2. “You’re so tight, I guess you’ve not fucked many people before me?” Or, “How come you feel loose down there? Have you been stretched? That’s so naughty!” Your lover’s previous sexual history is irrelevant. Please don’t bring it up, or make them feel insecure about their inexperience, or broader repertoire. Similarly, do not make someone with a penis feel like they are inadequate or a freak if they have a larger-than-you’ve-previously-encountered cock!
3. “You’d be so hot if you lost a few pounds / removed your pubic hair /etc” Do not ever body shame your partner! Fastest way to get yourself kicked out of bed! Oh and did I say, you’d look hot if you removed that dick from your head?!
4. “You’re on the pill, right?” Wtf, dude? Why are you waiting until you’re balls-deep to discuss contraception?
5. “Sex would be so much more satisfying if we could skip all that foreplay stuff!” Uh, no! It really wouldn’t!”
6. “Want some more lubricant? You’re starting to feel a bit dry…” Don’t make your partner out to be the problem! And that is so not going to help her libido!
7. “How do you feel about your friend (insert name here) joining us next time? That’d be so hot!” Ok, we all have fantasies and I wouldn’t mind inviting your friend to join us, but during sex is not the time to bring this up!
8. “Have you cum yet? My tongue is starting to feel tired.” If you even have to ask this question, then I highly doubt your partner has had an orgasm. And don’t expect us to fake it either just to make you feel good about your sexual prowess. We will orgasm when we are ready and because we feel satisfied. Not to boost any egos!

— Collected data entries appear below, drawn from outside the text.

//! Unit tests for CONNECT BY analysis

use plsql2pg::parser::HierarchyAnalyzer;
use plsql2pg::TransformError;

const BASIC: &str =
    "SELECT empno, ename, LEVEL FROM emp START WITH mgr IS NULL CONNECT BY PRIOR empno = mgr";

#[test]
fn test_basic_hierarchy_components() {
    let components = HierarchyAnalyzer::analyze(BASIC).unwrap();
    assert_eq!(components.base_table(), "emp");
    assert!(components.base_alias().is_none());
    assert_eq!(components.start_with_predicate(), Some("mgr IS NULL"));
    assert!(!components.no_cycle());

    let prior = components.prior_expression();
    assert!(prior.prior_on_left());
    assert_eq!(prior.prior_column(), "empno");
    assert_eq!(prior.child_column(), "mgr");

    assert!(components.pseudo_columns().uses_level_in_select);
    assert!(!components.pseudo_columns().uses_level_in_filter);
    assert!(components.pseudo_columns().uses_level());
}

#[test]
fn test_table_alias_captured() {
    let components = HierarchyAnalyzer::analyze(
        "SELECT e.ename FROM emp e CONNECT BY PRIOR e.empno = e.mgr",
    )
    .unwrap();
    assert_eq!(components.base_table(), "emp");
    assert_eq!(components.base_alias(), Some("e"));
}

#[test]
fn test_start_with_optional() {
    let components =
        HierarchyAnalyzer::analyze("SELECT ename FROM emp CONNECT BY PRIOR empno = mgr").unwrap();
    assert!(components.start_with_predicate().is_none());
}

#[test]
fn test_nocycle_flag() {
    let components = HierarchyAnalyzer::analyze(
        "SELECT ename FROM emp CONNECT BY NOCYCLE PRIOR empno = mgr",
    )
    .unwrap();
    assert!(components.no_cycle());
    assert_eq!(components.prior_expression().prior_column(), "empno");
}

#[test]
fn test_prior_on_right_side() {
    let components =
        HierarchyAnalyzer::analyze("SELECT ename FROM emp CONNECT BY mgr = PRIOR empno").unwrap();
    let prior = components.prior_expression();
    assert!(!prior.prior_on_left());
    assert_eq!(prior.prior_column(), "empno");
    assert_eq!(prior.child_column(), "mgr");
}

#[test]
fn test_join_condition_strips_qualifiers() {
    let components = HierarchyAnalyzer::analyze(
        "SELECT e.ename FROM emp e CONNECT BY PRIOR e.empno = e.mgr",
    )
    .unwrap();
    assert_eq!(
        components.prior_expression().join_condition("e", "eh"),
        "e.mgr = eh.empno"
    );
}

#[test]
fn test_no_connect_by_is_contract_violation() {
    let err = HierarchyAnalyzer::analyze("SELECT ename FROM emp").unwrap_err();
    assert!(matches!(err, TransformError::InvalidInput { .. }));
}

#[test]
fn test_multiple_tables_unsupported() {
    let err = HierarchyAnalyzer::analyze(
        "SELECT e.ename FROM emp e, dept d CONNECT BY PRIOR e.empno = e.mgr",
    )
    .unwrap_err();
    match err {
        TransformError::UnsupportedConstruct { construct } => {
            assert!(construct.contains("multiple tables"), "got: {construct}");
        }
        other => panic!("expected UnsupportedConstruct, got: {other}"),
    }
}

#[test]
fn test_join_in_from_unsupported() {
    let err = HierarchyAnalyzer::analyze(
        "SELECT e.ename FROM emp e JOIN dept d ON e.deptno = d.deptno CONNECT BY PRIOR e.empno = e.mgr",
    )
    .unwrap_err();
    assert!(matches!(err, TransformError::UnsupportedConstruct { .. }));
}

#[test]
fn test_subquery_in_from_unsupported() {
    let err = HierarchyAnalyzer::analyze(
        "SELECT ename FROM (SELECT * FROM emp) CONNECT BY PRIOR empno = mgr",
    )
    .unwrap_err();
    assert!(matches!(err, TransformError::UnsupportedConstruct { .. }));
}

#[test]
fn test_non_equality_recursion_unsupported() {
    let err = HierarchyAnalyzer::analyze(
        "SELECT ename FROM emp CONNECT BY PRIOR empno = mgr AND sal = comm",
    )
    .unwrap_err();
    assert!(matches!(err, TransformError::UnsupportedConstruct { .. }));
}

#[test]
fn test_missing_prior_unsupported() {
    let err =
        HierarchyAnalyzer::analyze("SELECT ename FROM emp CONNECT BY empno = mgr").unwrap_err();
    assert!(matches!(err, TransformError::UnsupportedConstruct { .. }));
}

#[test]
fn test_level_in_filter() {
    let components = HierarchyAnalyzer::analyze(
        "SELECT ename FROM emp WHERE LEVEL <= 3 CONNECT BY PRIOR empno = mgr",
    )
    .unwrap();
    assert!(components.pseudo_columns().uses_level_in_filter);
    assert!(!components.pseudo_columns().uses_level_in_select);
}

#[test]
fn test_qualified_level_is_plain_column() {
    // e.level is a column reference, not the pseudo-column
    let components = HierarchyAnalyzer::analyze(
        "SELECT e.level FROM emp e CONNECT BY PRIOR e.empno = e.mgr",
    )
    .unwrap();
    assert!(!components.pseudo_columns().uses_level());
}

#[test]
fn test_connect_by_root_and_isleaf_flags() {
    let components = HierarchyAnalyzer::analyze(
        "SELECT CONNECT_BY_ROOT ename, CONNECT_BY_ISLEAF FROM emp CONNECT BY PRIOR empno = mgr",
    )
    .unwrap();
    assert!(components.pseudo_columns().uses_connect_by_root);
    assert!(components.pseudo_columns().uses_connect_by_is_leaf);
}

#[test]
fn test_path_column_collected() {
    let components = HierarchyAnalyzer::analyze(
        "SELECT SYS_CONNECT_BY_PATH(ename, '/') FROM emp CONNECT BY PRIOR empno = mgr",
    )
    .unwrap();
    let paths = &components.pseudo_columns().path_columns;
    assert_eq!(paths.len(), 1);
    assert_eq!(paths[0].expression, "ename");
    assert_eq!(paths[0].separator, "/");
    assert_eq!(paths[0].column_name, "path_1");
}

#[test]
fn test_duplicate_path_calls_deduplicated() {
    let components = HierarchyAnalyzer::analyze(
        "SELECT SYS_CONNECT_BY_PATH(ename, '/'), SYS_CONNECT_BY_PATH(ename, '/') \
         FROM emp CONNECT BY PRIOR empno = mgr",
    )
    .unwrap();
    assert_eq!(components.pseudo_columns().path_columns.len(), 1);
}

#[test]
fn test_distinct_separators_get_distinct_columns() {
    let components = HierarchyAnalyzer::analyze(
        "SELECT SYS_CONNECT_BY_PATH(ename, '/'), SYS_CONNECT_BY_PATH(ename, '->') \
         FROM emp CONNECT BY PRIOR empno = mgr",
    )
    .unwrap();
    let paths = &components.pseudo_columns().path_columns;
    assert_eq!(paths.len(), 2);
    assert_eq!(paths[0].column_name, "path_1");
    assert_eq!(paths[1].column_name, "path_2");
    assert_eq!(paths[1].separator, "->");
}

#[test]
fn test_path_call_wrong_arity_rejected() {
    let err = HierarchyAnalyzer::analyze(
        "SELECT SYS_CONNECT_BY_PATH(ename) FROM emp CONNECT BY PRIOR empno = mgr",
    )
    .unwrap_err();
    match err {
        TransformError::InvalidInput { message } => {
            assert!(message.contains("exactly 2 arguments"), "got: {message}");
        }
        other => panic!("expected InvalidInput, got: {other}"),
    }
}

#[test]
fn test_path_separator_must_be_literal() {
    let err = HierarchyAnalyzer::analyze(
        "SELECT SYS_CONNECT_BY_PATH(ename, sep_col) FROM emp CONNECT BY PRIOR empno = mgr",
    )
    .unwrap_err();
    assert!(matches!(err, TransformError::InvalidInput { .. }));
}

#[test]
fn test_multiple_connect_by_clauses_unsupported() {
    let err = HierarchyAnalyzer::analyze(
        "SELECT ename FROM emp CONNECT BY PRIOR empno = mgr CONNECT BY PRIOR empno = mgr",
    )
    .unwrap_err();
    assert!(matches!(err, TransformError::UnsupportedConstruct { .. }));
}
//! Transformation context and metadata indices
//!
//! The context is the single source of truth during emission: the current
//! schema plus pre-built lookup indices over the source catalog (table
//! columns, type methods, package functions, synonyms). Indices are keyed by
//! lowercase qualified names; all lookups fold case, matching the
//! case-insensitive identifier rules of both dialects.
//!
//! The context is immutable per call. Query-local state (table aliases, CTE
//! names) belongs to the tree builder, not here.

use std::collections::{HashMap, HashSet};

/// Column metadata for one table column.
#[derive(Debug, Clone, PartialEq, Eq)]
pub struct ColumnInfo {
    pub name: String,
    pub data_type: String,
    /// Owning schema for user-defined column types; `None` for built-ins.
    pub type_owner: Option<String>,
}

impl ColumnInfo {
    pub fn new(name: impl Into<String>, data_type: impl Into<String>) -> Self {
        Self {
            name: name.into().to_lowercase(),
            data_type: data_type.into(),
            type_owner: None,
        }
    }

    pub fn with_type_owner(mut self, owner: impl Into<String>) -> Self {
        self.type_owner = Some(owner.into().to_lowercase());
        self
    }

    pub fn is_custom_type(&self) -> bool {
        self.type_owner.is_some()
    }

    /// `owner.type` for custom types, the bare type otherwise.
    pub fn qualified_type(&self) -> String {
        match &self.type_owner {
            Some(owner) => format!("{owner}.{}", self.data_type),
            None => self.data_type.clone(),
        }
    }
}

/// Pre-built metadata lookup indices.
///
/// A pure data structure with no service dependencies; built once per
/// transformation session and shared read-only across calls.
#[derive(Debug, Clone, Default)]
pub struct MetadataIndices {
    /// lowercase "schema.table" -> ordered columns
    table_columns: HashMap<String, Vec<ColumnInfo>>,
    /// lowercase "schema.type" -> lowercase method names
    type_methods: HashMap<String, HashSet<String>>,
    /// lowercase "schema.package.function"
    package_functions: HashSet<String>,
    /// lowercase schema -> (lowercase synonym -> "schema.table" target)
    synonyms: HashMap<String, HashMap<String, String>>,
    /// lowercase qualified composite-type names
    object_type_names: HashSet<String>,
}

impl MetadataIndices {
    pub fn builder() -> MetadataIndicesBuilder {
        MetadataIndicesBuilder::default()
    }

    /// Ordered columns of a table, or `None` when the table is unknown.
    pub fn table_columns(&self, qualified_table: &str) -> Option<&[ColumnInfo]> {
        self.table_columns
            .get(&qualified_table.to_lowercase())
            .map(Vec::as_slice)
    }

    pub fn column_info(&self, qualified_table: &str, column: &str) -> Option<&ColumnInfo> {
        let columns = self.table_columns(qualified_table)?;
        columns.iter().find(|c| c.name.eq_ignore_ascii_case(column))
    }

    pub fn has_column(&self, qualified_table: &str, column: &str) -> bool {
        self.column_info(qualified_table, column).is_some()
    }

    pub fn has_type_method(&self, qualified_type: &str, method: &str) -> bool {
        self.type_methods
            .get(&qualified_type.to_lowercase())
            .map(|methods| methods.contains(&method.to_lowercase()))
            .unwrap_or(false)
    }

    pub fn is_package_function(&self, qualified_name: &str) -> bool {
        self.package_functions
            .contains(&qualified_name.to_lowercase())
    }

    /// Resolves a synonym: current schema first, then PUBLIC.
    pub fn resolve_synonym(&self, current_schema: &str, name: &str) -> Option<&str> {
        let schema = current_schema.to_lowercase();
        let synonym = name.to_lowercase();

        if let Some(target) = self.synonyms.get(&schema).and_then(|m| m.get(&synonym)) {
            return Some(target);
        }
        self.synonyms
            .get("public")
            .and_then(|m| m.get(&synonym))
            .map(String::as_str)
    }

    pub fn is_object_type(&self, qualified_type: &str) -> bool {
        self.object_type_names.contains(&qualified_type.to_lowercase())
    }
}

/// Builder for [`MetadataIndices`]. All names are folded to lowercase on
/// insertion.
#[derive(Debug, Default)]
pub struct MetadataIndicesBuilder {
    indices: MetadataIndices,
}

impl MetadataIndicesBuilder {
    pub fn table(mut self, qualified_table: &str, columns: Vec<ColumnInfo>) -> Self {
        self.indices
            .table_columns
            .insert(qualified_table.to_lowercase(), columns);
        self
    }

    pub fn type_method(mut self, qualified_type: &str, method: &str) -> Self {
        self.indices
            .type_methods
            .entry(qualified_type.to_lowercase())
            .or_default()
            .insert(method.to_lowercase());
        self
    }

    pub fn package_function(mut self, qualified_name: &str) -> Self {
        self.indices
            .package_functions
            .insert(qualified_name.to_lowercase());
        self
    }

    pub fn synonym(mut self, schema: &str, name: &str, target: &str) -> Self {
        self.indices
            .synonyms
            .entry(schema.to_lowercase())
            .or_default()
            .insert(name.to_lowercase(), target.to_lowercase());
        self
    }

    pub fn object_type(mut self, qualified_type: &str) -> Self {
        self.indices
            .object_type_names
            .insert(qualified_type.to_lowercase());
        self
    }

    pub fn build(self) -> MetadataIndices {
        self.indices
    }
}

/// Shared context for one transformation call: current schema plus metadata
/// indices. Immutable for the duration of the call.
#[derive(Debug, Clone)]
pub struct TransformationContext {
    current_schema: String,
    indices: MetadataIndices,
}

impl TransformationContext {
    pub fn new(current_schema: impl Into<String>, indices: MetadataIndices) -> Self {
        Self {
            current_schema: current_schema.into().to_lowercase(),
            indices,
        }
    }

    /// Context with empty indices, enough for schema-free fragments.
    pub fn bare(current_schema: impl Into<String>) -> Self {
        Self::new(current_schema, MetadataIndices::default())
    }

    pub fn current_schema(&self) -> &str {
        &self.current_schema
    }

    pub fn indices(&self) -> &MetadataIndices {
        &self.indices
    }

    pub fn resolve_synonym(&self, name: &str) -> Option<&str> {
        self.indices.resolve_synonym(&self.current_schema, name)
    }

    /// Qualifies a bare table name against the current schema, following
    /// synonyms first.
    pub fn qualify_table(&self, name: &str) -> String {
        let lower = name.to_lowercase();
        if lower.contains('.') {
            return lower;
        }
        if let Some(target) = self.resolve_synonym(&lower) {
            return target.to_string();
        }
        format!("{}.{lower}", self.current_schema)
    }

    /// Qualifies a composite-type name: synonym first, then current schema,
    /// then PUBLIC, then SYS. Unresolvable names come back unqualified so the
    /// caller can still report what was written.
    pub fn qualify_type_name(&self, type_name: &str) -> String {
        let lower = type_name.to_lowercase();
        if lower.contains('.') {
            return lower;
        }

        if let Some(target) = self.resolve_synonym(&lower) {
            if self.indices.is_object_type(target) {
                return target.to_string();
            }
        }

        for schema in [self.current_schema.as_str(), "public", "sys"] {
            let qualified = format!("{schema}.{lower}");
            if self.indices.is_object_type(&qualified) {
                return qualified;
            }
        }

        lower
    }
}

9. “You didn’t really seem to enjoy that. You kind of just lay there.” Don’t make assumptions about what your partner does or does not like. They will tell you. Maybe they feel performance anxiety or don’t want to appear ‘slutty.’ Society has a lot to answer for, and women are often made to feel like they are there to give men sex, and not necessarily take pleasure for themselves.
10. “Can we do anal next time?” Seriously, broach the subject like that and I think your partner may either hurl, or want to hurl something at your head.
Consider yourselves enlightened, and remember, engage your brain (as well as theirs) to make sex even more fun!
Featured image is by Ian Dick, courtesy of Flickr.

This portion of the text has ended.